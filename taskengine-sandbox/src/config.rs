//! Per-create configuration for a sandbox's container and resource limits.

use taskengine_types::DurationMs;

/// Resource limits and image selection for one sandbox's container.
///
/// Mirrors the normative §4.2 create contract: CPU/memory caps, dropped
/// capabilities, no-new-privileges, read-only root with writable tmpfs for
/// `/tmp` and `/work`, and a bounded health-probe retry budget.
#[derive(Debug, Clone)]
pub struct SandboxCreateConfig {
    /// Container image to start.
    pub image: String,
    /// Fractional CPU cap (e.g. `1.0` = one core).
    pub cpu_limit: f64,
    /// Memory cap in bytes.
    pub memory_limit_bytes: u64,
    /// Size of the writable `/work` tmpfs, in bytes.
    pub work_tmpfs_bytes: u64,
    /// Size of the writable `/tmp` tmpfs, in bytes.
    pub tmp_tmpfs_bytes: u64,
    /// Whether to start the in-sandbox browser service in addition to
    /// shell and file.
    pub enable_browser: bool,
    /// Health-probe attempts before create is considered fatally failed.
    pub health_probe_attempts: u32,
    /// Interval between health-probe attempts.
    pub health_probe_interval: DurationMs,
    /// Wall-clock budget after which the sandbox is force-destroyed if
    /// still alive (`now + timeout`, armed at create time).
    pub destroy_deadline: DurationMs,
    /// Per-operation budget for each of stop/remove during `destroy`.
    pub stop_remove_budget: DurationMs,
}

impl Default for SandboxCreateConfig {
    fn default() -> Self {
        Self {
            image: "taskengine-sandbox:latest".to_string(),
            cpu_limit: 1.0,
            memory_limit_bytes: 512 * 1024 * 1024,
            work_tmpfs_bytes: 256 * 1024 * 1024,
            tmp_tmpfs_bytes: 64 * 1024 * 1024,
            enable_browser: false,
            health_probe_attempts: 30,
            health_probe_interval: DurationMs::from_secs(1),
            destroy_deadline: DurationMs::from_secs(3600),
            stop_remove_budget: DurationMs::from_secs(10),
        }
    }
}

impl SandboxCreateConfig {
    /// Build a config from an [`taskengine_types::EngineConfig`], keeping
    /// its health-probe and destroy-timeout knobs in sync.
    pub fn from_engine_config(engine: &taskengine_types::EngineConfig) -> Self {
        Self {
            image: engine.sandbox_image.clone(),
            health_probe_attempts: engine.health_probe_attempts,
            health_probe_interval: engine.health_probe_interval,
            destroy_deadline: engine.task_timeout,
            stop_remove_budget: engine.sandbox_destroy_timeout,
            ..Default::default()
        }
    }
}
□ □ □ □ □ □ □
WHAT IS BEING ASKED:
Print, without alteration, only the lines above between the one holding "writable tmpfs for" and the one holding "Per-operation budget for", inclusive.

RESPONSE TO THIS TASK:
/// capabilities, no-new-privileges, read-only root with writable tmpfs for
/// `/tmp` and `/work`, and a bounded health-probe retry budget.
#[derive(Debug, Clone)]
pub struct SandboxCreateConfig {
    /// Container image to start.
    pub image: String,
    /// Fractional CPU cap (e.g. `1.0` = one core).
    pub cpu_limit: f64,
    /// Memory cap in bytes.
    pub memory_limit_bytes: u64,
    /// Size of the writable `/work` tmpfs, in bytes.
    pub work_tmpfs_bytes: u64,
    /// Size of the writable `/tmp` tmpfs, in bytes.
    pub tmp_tmpfs_bytes: u64,
    /// Whether to start the in-sandbox browser service in addition to
    /// shell and file.
    pub enable_browser: bool,
    /// Health-probe attempts before create is considered fatally failed.
    pub health_probe_attempts: u32,
    /// Interval between health-probe attempts.
    pub health_probe_interval: DurationMs,
    /// Wall-clock budget after which the sandbox is force-destroyed if
    /// still alive (`now + timeout`, armed at create time).
    pub destroy_deadline: DurationMs,
    /// Per-operation budget for each of stop/remove during `destroy`.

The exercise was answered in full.